## INPUT
------------
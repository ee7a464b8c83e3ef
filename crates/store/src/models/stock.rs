use crate::error::{Error, ErrorKind, Result};
use crate::models::{Book, Entity, Id, Shop, Stored, Value};
use crate::schema::Table;
use exn::ResultExt;

/// Number of copies of a [`Book`] held by a [`Shop`].
#[derive(Debug, Clone, PartialEq, Eq)]
pub struct Stock {
    pub book: Id<Book>,
    pub shop: Id<Shop>,
    pub count: u32,
}
impl Stock {
    pub fn new(book: Id<Book>, shop: Id<Shop>, count: u32) -> Self {
        Self { book, shop, count }
    }
}

#[derive(sqlx::FromRow)]
pub struct StockRow {
    id: i64,
    book_id: i64,
    shop_id: i64,
    count: i64,
}
impl TryFrom<StockRow> for Stored<Stock> {
    type Error = Error;
    fn try_from(row: StockRow) -> Result<Self> {
        Ok(Self {
            id: Id::new(row.id),
            entity: Stock {
                book: Id::new(row.book_id),
                shop: Id::new(row.shop_id),
                count: u32::try_from(row.count).or_raise(|| ErrorKind::InvalidData("stock count"))?,
            },
        })
    }
}

impl Entity for Stock {
    const TABLE: Table = Table::Stock;
    type Row = StockRow;

    fn values(&self) -> Vec<Value> {
        vec![Value::from(self.book), Value::from(self.shop), Value::from(self.count)]
    }

    fn from_row(row: Self::Row) -> Result<Stored<Self>> {
        row.try_into()
    }
}
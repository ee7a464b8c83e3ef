use crate::error::{Error, Result};
use crate::models::{Entity, Id, Stored, Value};
use crate::schema::Table;

/// A book publisher.
#[derive(Debug, Clone, PartialEq, Eq)]
pub struct Publisher {
    pub name: String,
}
impl Publisher {
    pub fn new(name: impl Into<String>) -> Self {
        Self { name: name.into() }
    }
}

#[derive(sqlx::FromRow)]
pub struct PublisherRow {
    id: i64,
    name: String,
}
impl TryFrom<PublisherRow> for Stored<Publisher> {
    type Error = Error;
    fn try_from(row: PublisherRow) -> Result<Self> {
        Ok(Self {
            id: Id::new(row.id),
            entity: Publisher { name: row.name },
        })
    }
}

impl Entity for Publisher {
    const TABLE: Table = Table::Publisher;
    type Row = PublisherRow;

    fn values(&self) -> Vec<Value> {
        vec![Value::from(self.name.as_str())]
    }

    fn from_row(row: Self::Row) -> Result<Stored<Self>> {
        row.try_into()
    }
}
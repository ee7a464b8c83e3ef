//! Config Error Types
//!
//! This module provides structured errors using `exn` for automatic location
//! tracking and error tree construction.

use derive_more::{Display, Error};
use std::path::PathBuf;

/// A configuration error with automatic location tracking.
pub type Error = exn::Exn<ErrorKind>;
/// Result type alias for configuration loading.
pub type Result<T> = std::result::Result<T, Error>;

/// Actionable error categories.
#[derive(Debug, Display, Error, Clone, PartialEq, Eq)]
pub enum ErrorKind {
    /// An explicitly requested configuration file does not exist.
    #[display("configuration file not found: {}", _0.display())]
    NotFound(#[error(not(source))] PathBuf),
    /// The merged configuration could not be parsed or has the wrong shape.
    #[display("invalid configuration")]
    Invalid,
}

impl ErrorKind {
    /// Returns `true` if retrying might succeed.
    pub fn is_retryable(&self) -> bool {
        false
    }
}
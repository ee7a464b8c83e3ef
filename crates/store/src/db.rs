//! Database connection lifecycle and schema provisioning.

use crate::config::ConnectionConfig;
use crate::error::{ErrorKind, Result};
use crate::repo::Repository;
use crate::schema::{self, Dialect, Table};
use exn::{OptionExt, ResultExt};
use sqlx::{AnyConnection, Connection};
use std::fmt::{Debug, Formatter, Result as FmtResult};
use tracing::{debug, info, instrument};

/// A single connection to the bookshop database.
///
/// This is the main entry point for interacting with the store. It owns the
/// connection (and therefore every transaction opened on it) and hands out
/// [`Repository`] views for reading and writing rows. There is no pool: one
/// `Database` is one connection, used by one caller at a time.
///
/// Once [`close`](Self::close) has been called every operation fails with
/// [`ErrorKind::NotConnected`].
pub struct Database {
    conn: Option<AnyConnection>,
    dialect: Dialect,
}
impl Debug for Database {
    fn fmt(&self, f: &mut Formatter<'_>) -> FmtResult {
        f.debug_struct("Database").field("dialect", &self.dialect).field("open", &self.is_open()).finish()
    }
}

impl Database {
    /// Connect to the configured store and check that it answers.
    ///
    /// Unreachable servers, unopenable files and failed authentication are all
    /// reported as [`ErrorKind::Connection`].
    #[instrument("opening database connection", skip_all, fields(backend = %config.dialect()))]
    pub async fn open(config: &ConnectionConfig) -> Result<Self> {
        sqlx::any::install_default_drivers();
        let url = config.url()?;
        let mut conn = AnyConnection::connect(&url).await.or_raise(|| ErrorKind::Connection)?;
        conn.ping().await.or_raise(|| ErrorKind::Connection)?;
        let dialect = config.dialect();
        Self::apply_pragmas(&mut conn, dialect).await.or_raise(|| ErrorKind::Connection)?;
        info!("connected to database");
        Ok(Self { conn: Some(conn), dialect })
    }

    /// Connect to a private in-memory SQLite database (useful for testing).
    ///
    /// Note:
    /// - The database is destroyed when the connection closes.
    /// - Do NOT apply `#[cfg(test)]` so that other crates can also use this in their tests.
    pub async fn connect_in_memory() -> Result<Self> {
        Self::open(&ConnectionConfig::in_memory()).await
    }

    /// Per-connection settings that aren't expressed in the connection URL.
    async fn apply_pragmas(conn: &mut AnyConnection, dialect: Dialect) -> sqlx::Result<()> {
        if dialect == Dialect::Sqlite {
            // SQLite ignores REFERENCES clauses unless this is switched on for
            // every connection.
            sqlx::query("PRAGMA foreign_keys = ON").execute(conn).await?;
        }
        Ok(())
    }

    pub fn dialect(&self) -> Dialect {
        self.dialect
    }

    pub fn is_open(&self) -> bool {
        self.conn.is_some()
    }

    pub(crate) fn connection(&mut self) -> Result<&mut AnyConnection> {
        self.conn.as_mut().ok_or_raise(|| ErrorKind::NotConnected)
    }

    /// Borrow a repository for inserting and querying rows.
    pub fn repository(&mut self) -> Repository<'_> {
        Repository::from(self)
    }

    /// Create the five tables and their foreign keys if they don't exist yet.
    ///
    /// Safe to call any number of times. All tables are created in one
    /// transaction; any failure other than a table already existing is
    /// reported as [`ErrorKind::Schema`] and nothing is created.
    #[instrument("ensuring database schema", skip(self))]
    pub async fn ensure_schema(&mut self) -> Result<()> {
        let dialect = self.dialect;
        let mut tx = self.connection()?.begin().await.or_raise(|| ErrorKind::Schema)?;
        for table in Table::ALL {
            let ddl = schema::create_table(table, dialect);
            sqlx::query(&ddl).execute(&mut *tx).await.or_raise(|| ErrorKind::Schema)?;
            debug!(table = table.name(), "table ensured");
        }
        tx.commit().await.or_raise(|| ErrorKind::Schema)?;
        Ok(())
    }

    /// Check the store's catalog for a table, regardless of who created it.
    ///
    /// Names are compared case-insensitively.
    pub async fn table_exists(&mut self, name: &str) -> Result<bool> {
        let query = self.dialect.table_exists_query();
        let count: i64 = sqlx::query_scalar(query)
            .bind(name)
            .fetch_one(self.connection()?)
            .await
            .or_raise(|| ErrorKind::Query)?;
        debug!(table = name, exists = count > 0, "checked table existence");
        Ok(count > 0)
    }

    /// Close the connection.
    ///
    /// After calling this, every operation on this instance fails with
    /// [`ErrorKind::NotConnected`], including a second `close`.
    #[instrument("closing database connection", skip(self))]
    pub async fn close(&mut self) -> Result<()> {
        let mut conn = self.conn.take().ok_or_raise(|| ErrorKind::NotConnected)?;
        if self.dialect == Dialect::Sqlite {
            // Let SQLite update query planner statistics
            _ = sqlx::query("PRAGMA optimize").execute(&mut conn).await;
        }
        conn.close().await.or_raise(|| ErrorKind::Connection)
    }
}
------------
## EXERCISE DIRECTIONS
Where a line in the records above contains the string "transaction", return that line.

## EXERCISE OUTPUT
/// connection (and therefore every transaction opened on it) and hands out
    /// transaction; any failure other than a table already existing is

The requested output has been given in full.